Here’s Why B&N College Was Sold Today As Part of the MS-Nook Deal

Barnes & Noble made a huge splash this morning when they announced that they were spinning off the Nook into a new subsidiary, with Microsoft to buy 17% stake in the company for $300 million. As amazing as that news might be, there was one part that had me puzzled.B&N College, the division that operates 600 plus college bookstores, was also being bundled into Newco (the working name for the new spinoff). I thought B&N College was just a retailer, so it was a little strange to see it included in a tech company.

But then I came across a post by Rob Reynolds, the Director of MBS Direct Digital. Rob is an old friend, and he pointed out that NookStudy, B&N's hot textbook app, was actually developed by B&N College in a completely separate effort from the Nook platform. I followed up on this elsewhere and I got confirmation that NookStudy was a separate project.

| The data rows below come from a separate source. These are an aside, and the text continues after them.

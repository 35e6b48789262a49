use async_trait::async_trait;
use rogaine_core::model::{GameProgress, GameProgressDraft, Spot, Station};
use std::collections::HashMap;
use std::sync::{Arc, Mutex};
use thiserror::Error;

/// Key of the single current-game slot.
pub const CURRENT_GAME_SLOT: &str = "current";

/// Errors surfaced by storage adapters.
#[derive(Debug, Error)]
#[non_exhaustive]
pub enum StorageError {
    #[error("not found")]
    NotFound,

    #[error("conflict")]
    Conflict,

    #[error("connection error: {0}")]
    Connection(String),

    #[error("serialization error: {0}")]
    Serialization(String),
}

/// Persisted shape of the current game.
///
/// Stored as one JSON document so list-valued fields (visits, station log,
/// achievements) keep their order without extra tables.
#[derive(Debug, Clone)]
pub struct GameRecord {
    pub slot: String,
    pub body: String,
}

impl GameRecord {
    /// # Errors
    ///
    /// Returns `StorageError::Serialization` if the game cannot be encoded.
    pub fn from_game(game: &GameProgress) -> Result<Self, StorageError> {
        let body = serde_json::to_string(&game.to_draft())
            .map_err(|e| StorageError::Serialization(e.to_string()))?;
        Ok(Self {
            slot: CURRENT_GAME_SLOT.to_owned(),
            body,
        })
    }

    /// Convert the record back into a domain `GameProgress`.
    ///
    /// # Errors
    ///
    /// Returns `StorageError::Serialization` if the JSON is malformed or the
    /// decoded game breaks a record invariant.
    pub fn into_game(self) -> Result<GameProgress, StorageError> {
        let draft: GameProgressDraft = serde_json::from_str(&self.body)
            .map_err(|e| StorageError::Serialization(e.to_string()))?;
        GameProgress::from_persisted(draft).map_err(|e| StorageError::Serialization(e.to_string()))
    }
}

/// Spot reference data.
#[async_trait]
pub trait SpotRepository: Send + Sync {
    /// Replace the whole spot list.
    ///
    /// # Errors
    ///
    /// Returns `StorageError` if the spots cannot be stored.
    async fn replace_spots(&self, spots: &[Spot]) -> Result<(), StorageError>;

    /// # Errors
    ///
    /// Returns `StorageError` on read failures.
    async fn list_spots(&self) -> Result<Vec<Spot>, StorageError>;

    /// Spots flagged as checkpoint candidates.
    ///
    /// # Errors
    ///
    /// Returns `StorageError` on read failures.
    async fn list_judge_targets(&self) -> Result<Vec<Spot>, StorageError>;
}

/// Station reference data.
#[async_trait]
pub trait StationRepository: Send + Sync {
    /// Replace the whole station list.
    ///
    /// # Errors
    ///
    /// Returns `StorageError` if the stations cannot be stored.
    async fn replace_stations(&self, stations: &[Station]) -> Result<(), StorageError>;

    /// Stations sorted by `order_index`.
    ///
    /// # Errors
    ///
    /// Returns `StorageError` on read failures.
    async fn list_stations_by_order(&self) -> Result<Vec<Station>, StorageError>;
}

/// The single current-game slot.
#[async_trait]
pub trait GameRepository: Send + Sync {
    /// Write the game into the slot, replacing whatever was there.
    ///
    /// # Errors
    ///
    /// Returns `StorageError` if the game cannot be stored.
    async fn save_game(&self, game: &GameProgress) -> Result<(), StorageError>;

    /// # Errors
    ///
    /// Returns `StorageError` on read or decode failures.
    async fn load_game(&self) -> Result<Option<GameProgress>, StorageError>;

    /// # Errors
    ///
    /// Returns `StorageError` if the slot cannot be cleared.
    async fn clear_game(&self) -> Result<(), StorageError>;
}

/// Small string key/value store for flags and per-game decisions.
#[async_trait]
pub trait PreferenceRepository: Send + Sync {
    /// # Errors
    ///
    /// Returns `StorageError` on read failures.
    async fn get_preference(&self, key: &str) -> Result<Option<String>, StorageError>;

    /// # Errors
    ///
    /// Returns `StorageError` if the value cannot be stored.
    async fn put_preference(&self, key: &str, value: &str) -> Result<(), StorageError>;

    /// Removing a missing key is not an error.
    ///
    /// # Errors
    ///
    /// Returns `StorageError` if the delete fails.
    async fn delete_preference(&self, key: &str) -> Result<(), StorageError>;
}

/// Simple in-memory repository implementation for testing and prototyping.
#[derive(Clone, Default)]
pub struct InMemoryRepository {
    spots: Arc<Mutex<Vec<Spot>>>,
    stations: Arc<Mutex<Vec<Station>>>,
    games: Arc<Mutex<HashMap<String, GameRecord>>>,
    preferences: Arc<Mutex<HashMap<String, String>>>,
}

impl InMemoryRepository {
    #[must_use]
    pub fn new() -> Self {
        Self::default()
    }
}

fn poisoned<E: std::fmt::Display>(e: E) -> StorageError {
    StorageError::Connection(e.to_string())
}

#[async_trait]
impl SpotRepository for InMemoryRepository {
    async fn replace_spots(&self, spots: &[Spot]) -> Result<(), StorageError> {
        let mut guard = self.spots.lock().map_err(poisoned)?;
        *guard = spots.to_vec();
        Ok(())
    }

    async fn list_spots(&self) -> Result<Vec<Spot>, StorageError> {
        let guard = self.spots.lock().map_err(poisoned)?;
        Ok(guard.clone())
    }

    async fn list_judge_targets(&self) -> Result<Vec<Spot>, StorageError> {
        let guard = self.spots.lock().map_err(poisoned)?;
        Ok(guard.iter().filter(|s| s.judge_target).cloned().collect())
    }
}

#[async_trait]
impl StationRepository for InMemoryRepository {
    async fn replace_stations(&self, stations: &[Station]) -> Result<(), StorageError> {
        let mut guard = self.stations.lock().map_err(poisoned)?;
        *guard = stations.to_vec();
        Ok(())
    }

    async fn list_stations_by_order(&self) -> Result<Vec<Station>, StorageError> {
        let guard = self.stations.lock().map_err(poisoned)?;
        let mut sorted = guard.clone();
        sorted.sort_by_key(|s| s.order_index);
        Ok(sorted)
    }
}

#[async_trait]
impl GameRepository for InMemoryRepository {
    async fn save_game(&self, game: &GameProgress) -> Result<(), StorageError> {
        let record = GameRecord::from_game(game)?;
        let mut guard = self.games.lock().map_err(poisoned)?;
        guard.insert(record.slot.clone(), record);
        Ok(())
    }

    async fn load_game(&self) -> Result<Option<GameProgress>, StorageError> {
        let record = {
            let guard = self.games.lock().map_err(poisoned)?;
            guard.get(CURRENT_GAME_SLOT).cloned()
        };
        record.map(GameRecord::into_game).transpose()
    }

    async fn clear_game(&self) -> Result<(), StorageError> {
        let mut guard = self.games.lock().map_err(poisoned)?;
        guard.remove(CURRENT_GAME_SLOT);
        Ok(())
    }
}

#[async_trait]
impl PreferenceRepository for InMemoryRepository {
    async fn get_preference(&self, key: &str) -> Result<Option<String>, StorageError> {
        let guard = self.preferences.lock().map_err(poisoned)?;
        Ok(guard.get(key).cloned())
    }

    async fn put_preference(&self, key: &str, value: &str) -> Result<(), StorageError> {
        let mut guard = self.preferences.lock().map_err(poisoned)?;
        guard.insert(key.to_owned(), value.to_owned());
        Ok(())
    }

    async fn delete_preference(&self, key: &str) -> Result<(), StorageError> {
        let mut guard = self.preferences.lock().map_err(poisoned)?;
        guard.remove(key);
        Ok(())
    }
}

/// Aggregates repositories behind trait objects for easy backend swapping.
#[derive(Clone)]
pub struct Storage {
    pub spots: Arc<dyn SpotRepository>,
    pub stations: Arc<dyn StationRepository>,
    pub games: Arc<dyn GameRepository>,
    pub preferences: Arc<dyn PreferenceRepository>,
}

impl Storage {
    #[must_use]
    pub fn in_memory() -> Self {
        let repo = InMemoryRepository::new();
        Self {
            spots: Arc::new(repo.clone()),
            stations: Arc::new(repo.clone()),
            games: Arc::new(repo.clone()),
            preferences: Arc::new(repo),
        }
    }
}

#[cfg(test)]
mod tests {
    use super::*;
    use rogaine_core::model::{
        EndReason, GameConfig, SpotId, StationEvent, StationId,
    };
    use rogaine_core::time::fixed_now_ms;

    fn game() -> GameProgress {
        let mut game = GameProgress::new(
            fixed_now_ms(),
            GameConfig::new(60).unwrap(),
            vec![SpotId::new("S1"), SpotId::new("S2")],
        );
        game.visit_spot(SpotId::new("S1")).unwrap();
        game.record_station_event(StationEvent::board(StationId::new("T1")))
            .unwrap();
        game
    }

    #[tokio::test]
    async fn game_slot_round_trips_and_overwrites() {
        let repo = InMemoryRepository::new();
        assert!(repo.load_game().await.unwrap().is_none());

        let mut first = game();
        repo.save_game(&first).await.unwrap();
        assert_eq!(repo.load_game().await.unwrap(), Some(first.clone()));

        first
            .finish(fixed_now_ms() + 3_600_000, EndReason::Completed)
            .unwrap();
        repo.save_game(&first).await.unwrap();
        let loaded = repo.load_game().await.unwrap().unwrap();
        assert!(loaded.is_finished());
        assert_eq!(loaded.penalty(), 100);

        repo.clear_game().await.unwrap();
        assert!(repo.load_game().await.unwrap().is_none());
    }

    #[tokio::test]
    async fn judge_targets_and_station_order() {
        let repo = InMemoryRepository::new();
        repo.replace_spots(&[
            Spot::new(SpotId::new("S1"), "Shrine", true),
            Spot::new(SpotId::new("S2"), "Cafe", false),
        ])
        .await
        .unwrap();
        repo.replace_stations(&[
            Station::new(StationId::new("T2"), "Second", 2),
            Station::new(StationId::new("T1"), "First", 1),
        ])
        .await
        .unwrap();

        let judges = repo.list_judge_targets().await.unwrap();
        assert_eq!(judges.len(), 1);
        assert_eq!(judges[0].id, SpotId::new("S1"));

        let ordered = repo.list_stations_by_order().await.unwrap();
        assert_eq!(ordered[0].station_id, StationId::new("T1"));
    }

    #[test]
    fn corrupt_game_record_is_a_serialization_error() {
        let record = GameRecord {
            slot: CURRENT_GAME_SLOT.into(),
            body: "{not json".into(),
        };
        assert!(matches!(
            record.into_game(),
            Err(StorageError::Serialization(_))
        ));
    }
}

NookStudy launched in mid-2010, so the development happened in 2009. B&N had bought B&N College by that point, and it was also building the Nook platform. But apparently B&N College was allowed to do its own thing and that included all the market research, testing, and development work needed to launch a textbook app. In fact, their website mentions that they're still doing original development work (although the ebook stuff is now concentrated in the Nook division.)

This detail is new to me but it explains a lot. NookStudy isn't terribly compatible with the Nook platform. It offers  a lot of annotation options but very little  of it will also show up in the Nook apps. I've always wondered about that.

In case it's not clear by now, the new spinoff is most likely to be some kind of entry into the academic digital content market.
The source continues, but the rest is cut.